The buildings have some technical significance relating to the adaptation of Nissen and Quonset huts which have been modified for use at a migrant hostel location.

The buildings and their location have social significance due to the community of past residents and their descendants who have strong emotional ties to the site and still live in the Wollongong district.

Balgownie Migrant Workers Hostel was listed on the New South Wales State Heritage Register on 28 August 2009 having satisfied the following criteria.

The place is important in demonstrating the course, or pattern, of cultural or natural history in New South Wales.

These buildings are the only physical evidence on site of the former Balgownie Migrant Workers Hostel as built in 1951. The pattern of migration after WWII is clearly evidenced by these buildings. The history of the development of Australia and particularly Wollongong was heavily influenced by migration. The evidence of migration at this period is rare. Nissen and Quonset huts were commonly used at hostel sites throughout NSW however there are very few examples surviving today.

The place has a strong or special association with a person, or group of persons, of importance of cultural or natural history of New South Wales's history.

The subject site has been the subject of a number of works of literature. Notably "The Winter Sparrows" by Mary Rose Liverani who documents her own experiences of growing up at the hostel. There is a significant community surviving today who have very strong connection with the former hostel.

The place is important in demonstrating aesthetic characteristics and/or a high degree of creative or technical achievement in New South Wales.

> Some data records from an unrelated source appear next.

//! Integration tests for Cyclemart.
//!
//! # Running Tests
//!
//! ```bash
//! # Tests that need no database
//! cargo test -p cyclemart-integration-tests
//!
//! # Database-backed tests (migrations are applied automatically)
//! CYCLEMART_TEST_DATABASE_URL=postgres://localhost/cyclemart_test \
//!     cargo test -p cyclemart-integration-tests -- --include-ignored
//! ```
//!
//! Requests go through the real router with `tower::ServiceExt::oneshot`, so
//! no server has to be running. Stripe and storage point at an unroutable
//! address; tests never reach them.

use axum::Router;
use axum::body::Body;
use axum::http::{Method, Request, StatusCode};
use http_body_util::BodyExt;
use jsonwebtoken::{EncodingKey, Header, encode};
use secrecy::SecretString;
use serde_json::{Value, json};
use sqlx::PgPool;
use sqlx::postgres::PgPoolOptions;
use tower::ServiceExt;
use uuid::Uuid;

use cyclemart_server::config::{
    AuthConfig, MarketplaceConfig, ServerConfig, StorageConfig, StripeConfig,
};
use cyclemart_server::routes;
use cyclemart_server::state::AppState;

/// Signing secret shared by [`test_config`] and [`bearer`].
pub const JWT_SECRET: &str = "k3J9x!Qm2vT8#pL5wZ7rB4nY6cH1dF0gS";

/// Environment variable naming the test database.
pub const TEST_DATABASE_URL_VAR: &str = "CYCLEMART_TEST_DATABASE_URL";

const UNUSED_DATABASE_URL: &str = "postgres://localhost/cyclemart_unused";

/// Server configuration for tests.
#[must_use]
pub fn test_config(database_url: &str) -> ServerConfig {
    ServerConfig {
        database_url: SecretString::from(database_url),
        host: [127, 0, 0, 1].into(),
        port: 0,
        base_url: "http://localhost:3000".to_string(),
        auth: AuthConfig {
            jwt_secret: SecretString::from(JWT_SECRET),
            audience: "authenticated".to_string(),
        },
        stripe: StripeConfig {
            secret_key: SecretString::from("sk_test_51NzQ8dLkA93bXvR2mTqW7hY"),
            webhook_secret: Some(SecretString::from("whsec_Zp4rN8vK2qL7xM3tB9wC")),
            api_base: "http://127.0.0.1:9".to_string(),
            currency: "usd".to_string(),
        },
        storage: StorageConfig {
            url: "http://127.0.0.1:9".to_string(),
            service_key: SecretString::from("svc_Qe7Lm2Xr9Tz4Kb8Nw3Hp"),
            bucket: "product-images".to_string(),
        },
        marketplace: MarketplaceConfig::default(),
        sentry_dsn: None,
        sentry_environment: None,
    }
}

/// The application over a pool that never connects.
///
/// Good for anything rejected before the first query: auth, validation,
/// malformed input.
///
/// # Panics
///
/// Panics if the state cannot be built.
#[must_use]
pub fn offline_app() -> Router {
    let pool = PgPoolOptions::new()
        .connect_lazy(UNUSED_DATABASE_URL)
        .expect("Failed to create lazy pool");
    let state = AppState::new(test_config(UNUSED_DATABASE_URL), pool)
        .expect("Failed to create application state");
    routes::app(state)
}

/// A migrated test database and the application on top of it.
pub struct TestContext {
    pub pool: PgPool,
    pub app: Router,
}

impl TestContext {
    /// Connect to the test database and apply migrations.
    ///
    /// # Panics
    ///
    /// Panics if the database URL is unset or the database is unreachable.
    pub async fn new() -> Self {
        let url = std::env::var(TEST_DATABASE_URL_VAR)
            .unwrap_or_else(|_| panic!("{TEST_DATABASE_URL_VAR} must be set"));

        let pool = PgPoolOptions::new()
            .max_connections(5)
            .connect(&url)
            .await
            .expect("Failed to connect to test database");

        sqlx::migrate!("../server/migrations")
            .run(&pool)
            .await
            .expect("Failed to run migrations");

        let state =
            AppState::new(test_config(&url), pool.clone()).expect("Failed to create state");

        Self {
            pool,
            app: routes::app(state),
        }
    }

    /// Send a request to the application.
    pub async fn call(
        &self,
        method: Method,
        uri: &str,
        token: Option<&str>,
        body: Option<Value>,
    ) -> (StatusCode, Value) {
        call(&self.app, method, uri, token, body).await
    }
}

/// A bearer token for `user`.
///
/// # Panics
///
/// Panics if encoding fails.
#[must_use]
pub fn bearer(user: Uuid, admin: bool) -> String {
    let mut claims = json!({
        "sub": user,
        "email": format!("{}@riders.test", user.simple()),
        "aud": "authenticated",
        "exp": chrono::Utc::now().timestamp() + 3600,
    });
    if admin {
        claims["app_metadata"] = json!({ "role": "admin" });
    }
    let token = encode(
        &Header::default(),
        &claims,
        &EncodingKey::from_secret(JWT_SECRET.as_bytes()),
    )
    .expect("Failed to encode token");
    format!("Bearer {token}")
}

/// Send a request through `app` and decode the JSON response (if any).
///
/// # Panics
///
/// Panics if the request cannot be built or the body cannot be read.
pub async fn call(
    app: &Router,
    method: Method,
    uri: &str,
    token: Option<&str>,
    body: Option<Value>,
) -> (StatusCode, Value) {
    let mut builder = Request::builder().method(method).uri(uri);
    if let Some(token) = token {
        builder = builder.header("authorization", token);
    }
    let request = match body {
        Some(body) => builder
            .header("content-type", "application/json")
            .body(Body::from(body.to_string())),
        None => builder.body(Body::empty()),
    }
    .expect("Failed to build request");

    let response = app
        .clone()
        .oneshot(request)
        .await
        .expect("Router is infallible");
    let status = response.status();
    let bytes = response
        .into_body()
        .collect()
        .await
        .expect("Failed to read body")
        .to_bytes();
    let json = serde_json::from_slice(&bytes).unwrap_or(Value::Null);
    (status, json)
}

/// A short unique suffix for slugs, so tests can share a database.
#[must_use]
pub fn unique(prefix: &str) -> String {
    let id = Uuid::new_v4().simple().to_string();
    format!("{prefix}-{}", id.get(..12).unwrap_or(&id))
}

/// A seller with a store, plus a top-level category to list under.
pub struct Marketplace {
    pub admin: String,
    pub seller: String,
    pub store_id: String,
    pub category_id: String,
}

impl Marketplace {
    /// Create a category and a store through the API.
    ///
    /// # Panics
    ///
    /// Panics if any setup request fails.
    pub async fn seed(ctx: &TestContext) -> Self {
        let admin = bearer(Uuid::new_v4(), true);
        let seller = bearer(Uuid::new_v4(), false);

        let (status, category) = ctx
            .call(
                Method::POST,
                "/api/admin/categories",
                Some(&admin),
                Some(json!({ "name": "Road", "slug": unique("road"), "position": 0 })),
            )
            .await;
        assert_eq!(status, StatusCode::CREATED, "{category}");

        let (status, store) = ctx
            .call(
                Method::POST,
                "/api/stores",
                Some(&seller),
                Some(json!({ "slug": unique("shop"), "name": "Spoke & Chain" })),
            )
            .await;
        assert_eq!(status, StatusCode::CREATED, "{store}");

        Self {
            admin,
            seller,
            store_id: json_str(&store, "id"),
            category_id: json_str(&category, "id"),
        }
    }

    /// Create an active listing with the given attributes.
    ///
    /// # Panics
    ///
    /// Panics if the request fails.
    pub async fn list_bike(&self, ctx: &TestContext, mut attributes: Value) -> Value {
        attributes["category_id"] = json!(self.category_id);
        if attributes.get("status").is_none() {
            attributes["status"] = json!("active");
        }
        let (status, product) = ctx
            .call(Method::POST, "/api/products", Some(&self.seller), Some(attributes))
            .await;
        assert_eq!(status, StatusCode::CREATED, "{product}");
        product
    }
}

/// Read a string field from a JSON object.
///
/// # Panics
///
/// Panics if the field is missing or not a string.
#[must_use]
pub fn json_str(value: &Value, field: &str) -> String {
    value[field]
        .as_str()
        .unwrap_or_else(|| panic!("missing string field {field} in {value}"))
        .to_string()
}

The Nissen and Quonset huts have some technical interest as examples of World War ii period prefabricated buildings which have been adapted for migrant hostel use. These buildings are the only surviving landmarks of the former Balgownie Migrant Workers Hostel.

The place has strong or special association with a particular community or cultural group in New South Wales for social, cultural or spiritual reasons.

The Wollongong community has a large number of people who were post-war migrants or are descended from post war migrants. This community has demonstrated esteem for these buildings through groups such as the Migration Heritage Project.

The place has potential to yield information that will contribute to an understanding of the cultural or natural history of New South Wales.

The Nissen and Quonset huts are good examples of prefabricated post World War II buildings which have been adapted for uses such as accommodation, laundry, dining and administration at a migrant hostel.

The place possesses uncommon, rare or endangered aspects of the cultural or natural history of New South Wales.

The buildings are the only surviving evidence of a migrant hostel in the local area. They are also rare at a state level as only known surviving Nissen and Quonset huts at a migrant hostel site.

The place is important in demonstrating the principal characteristics of a class of cultural or natural places/environments in New South Wales.

Buildings 201, 204 and 210 are relatively intact examples of Nissen and Quonset huts previously used as a migrant hostel. They exemplify the era of Government sponsored post-war migration to Australia and the provisions for implementation of that policy. As landmarks these structures are held in high esteem by the community, particularly by the descendants of the migrants themselves, many of whom continue to live in the area.